**About this exercise:** Type the records out again in full, exactly.

(Record extracts Opens)

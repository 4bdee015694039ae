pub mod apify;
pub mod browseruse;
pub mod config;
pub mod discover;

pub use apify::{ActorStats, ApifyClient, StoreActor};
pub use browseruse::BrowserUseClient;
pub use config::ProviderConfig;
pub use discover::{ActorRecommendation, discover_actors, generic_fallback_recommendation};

(Record extracts Closes)

**Response to this exercise:**
repository 4bdee015694039ae
pub mod apify;
pub mod browseruse;
pub mod config;
pub mod discover;

pub use apify::{ActorStats, ApifyClient, StoreActor};
pub use browseruse::BrowserUseClient;
pub use config::ProviderConfig;
pub use discover::{ActorRecommendation, discover_actors, generic_fallback_recommendation};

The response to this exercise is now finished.